Moosavi Maryam, Maghsoudi Nader, Zahedi-Asl Saleh, Naghdi Nasser, Yousefpour Mitra, Trounce Ian Andrew
Department of Physiology, School of Medicine, Shahid Beheshti University, MC, Tehran, Iran.
Neuroendocrinology. 2008;88(4):293-8. doi: 10.1159/000150441. Epub 2008 Aug 1.
Corticosterone induces neuroanatomical and neurochemical changes in the hippocampus that are associated with cognitive impairments. In the present study corticosterone induced cell death in primary hippocampal neurons cultured in Neurobasal + B27 medium. Insulin prevents neuronal cell death induced in a concentration dependent manner. The neuroprotective effect of insulin was reversed by LY294002, a phosphatidylinositol 3'-kinase (PI3 kinase) inhibitor, whereas the mitogen-activated protein kinase (MAPK) inhibitor PD98059, an upstream blocker of MAPK had no effect. Western blot analyses showed that insulin induced the activation of protein kinase B (Akt). These results suggest that insulin can prevent neuronal cell death induced by corticosterone in hippocampal neurons by modulating the activity of the PI3 kinase/Akt pathway.

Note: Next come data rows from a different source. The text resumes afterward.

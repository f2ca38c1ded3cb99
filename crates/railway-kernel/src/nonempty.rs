//! A sequence with at least one element.

use crate::error::AlgebraError;
use serde::de::{self, Deserializer};
use serde::ser::Serializer;
use serde::{Deserialize, Serialize};

/// Serializes as a plain list; deserializing an empty list fails.
#[derive(Debug, Clone, PartialEq, Eq, Hash)]
pub struct NonEmpty<T> {
    items: Vec<T>,
}

impl<T> NonEmpty<T> {
    pub fn new(head: T) -> Self {
        Self { items: vec![head] }
    }

    pub fn from_vec(items: Vec<T>) -> Option<Self> {
        if items.is_empty() {
            None
        } else {
            Some(Self { items })
        }
    }

    pub fn head(&self) -> &T {
        &self.items[0]
    }

    pub fn last(&self) -> &T {
        &self.items[self.items.len() - 1]
    }

    pub fn len(&self) -> usize {
        self.items.len()
    }

    /// Always false.
    pub fn is_empty(&self) -> bool {
        false
    }

    pub fn as_slice(&self) -> &[T] {
        &self.items
    }

    pub fn iter(&self) -> std::slice::Iter<'_, T> {
        self.items.iter()
    }

    pub fn push(&mut self, item: T) {
        self.items.push(item);
    }

    /// Concatenates, keeping `self`'s elements first.
    pub fn append(mut self, other: NonEmpty<T>) -> Self {
        self.items.extend(other.items);
        self
    }

    pub fn map<U>(self, f: impl FnMut(T) -> U) -> NonEmpty<U> {
        NonEmpty {
            items: self.items.into_iter().map(f).collect(),
        }
    }

    pub fn into_vec(self) -> Vec<T> {
        self.items
    }
}

impl<T> TryFrom<Vec<T>> for NonEmpty<T> {
    type Error = AlgebraError;

    fn try_from(items: Vec<T>) -> Result<Self, Self::Error> {
        Self::from_vec(items).ok_or(AlgebraError::EmptyCollection)
    }
}

impl<T> From<NonEmpty<T>> for Vec<T> {
    fn from(value: NonEmpty<T>) -> Self {
        value.items
    }
}

impl<T> Extend<T> for NonEmpty<T> {
    fn extend<I: IntoIterator<Item = T>>(&mut self, iter: I) {
        self.items.extend(iter);
    }
}

impl<T> IntoIterator for NonEmpty<T> {
    type Item = T;
    type IntoIter = std::vec::IntoIter<T>;

    fn into_iter(self) -> Self::IntoIter {
        self.items.into_iter()
    }
}

impl<'a, T> IntoIterator for &'a NonEmpty<T> {
    type Item = &'a T;
    type IntoIter = std::slice::Iter<'a, T>;

    fn into_iter(self) -> Self::IntoIter {
        self.items.iter()
    }
}

impl<T: Serialize> Serialize for NonEmpty<T> {
    fn serialize<S: Serializer>(&self, serializer: S) -> Result<S::Ok, S::Error> {
        self.items.serialize(serializer)
    }
}

impl<'de, T: Deserialize<'de>> Deserialize<'de> for NonEmpty<T> {
    fn deserialize<D: Deserializer<'de>>(deserializer: D) -> Result<Self, D::Error> {
        let items = Vec::<T>::deserialize(deserializer)?;
        Self::try_from(items).map_err(de::Error::custom)
    }
}

#[cfg(test)]
mod tests {
    use super::*;

    #[test]
    fn empty_vec_is_rejected() {
        assert_eq!(NonEmpty::<i32>::from_vec(Vec::new()), None);
        assert_eq!(
            NonEmpty::<i32>::try_from(Vec::new()),
            Err(AlgebraError::EmptyCollection)
        );
    }

    #[test]
    fn append_keeps_left_elements_first() {
        let joined = NonEmpty::new(1).append(NonEmpty::from_vec(vec![2, 3]).expect("non-empty"));
        assert_eq!(joined.as_slice(), &[1, 2, 3]);
        assert_eq!(*joined.head(), 1);
        assert_eq!(*joined.last(), 3);
        assert_eq!(joined.len(), 3);
    }

    #[test]
    fn serde_round_trip_rejects_empty_list() {
        let json = serde_json::to_string(&NonEmpty::new("a")).expect("serialize");
        assert_eq!(json, r#"["a"]"#);
        let err = serde_json::from_str::<NonEmpty<String>>("[]").expect_err("empty list");
        assert!(err.to_string().contains("empty collection"));
    }
}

皮质酮会在海马体中引发与认知障碍相关的神经解剖学和神经化学变化。在本研究中,皮质酮在Neurobasal + B27培养基中培养的原代海马神经元中诱导细胞死亡。胰岛素以浓度依赖的方式预防神经元细胞死亡。磷脂酰肌醇3'-激酶(PI3激酶)抑制剂LY294002可逆转胰岛素的神经保护作用,而丝裂原活化蛋白激酶(MAPK)抑制剂PD98059(一种MAPK的上游阻断剂)则没有作用。蛋白质印迹分析表明,胰岛素可诱导蛋白激酶B(Akt)的激活。这些结果表明,胰岛素可通过调节PI3激酶/Akt信号通路的活性来预防皮质酮诱导的海马神经元细胞死亡。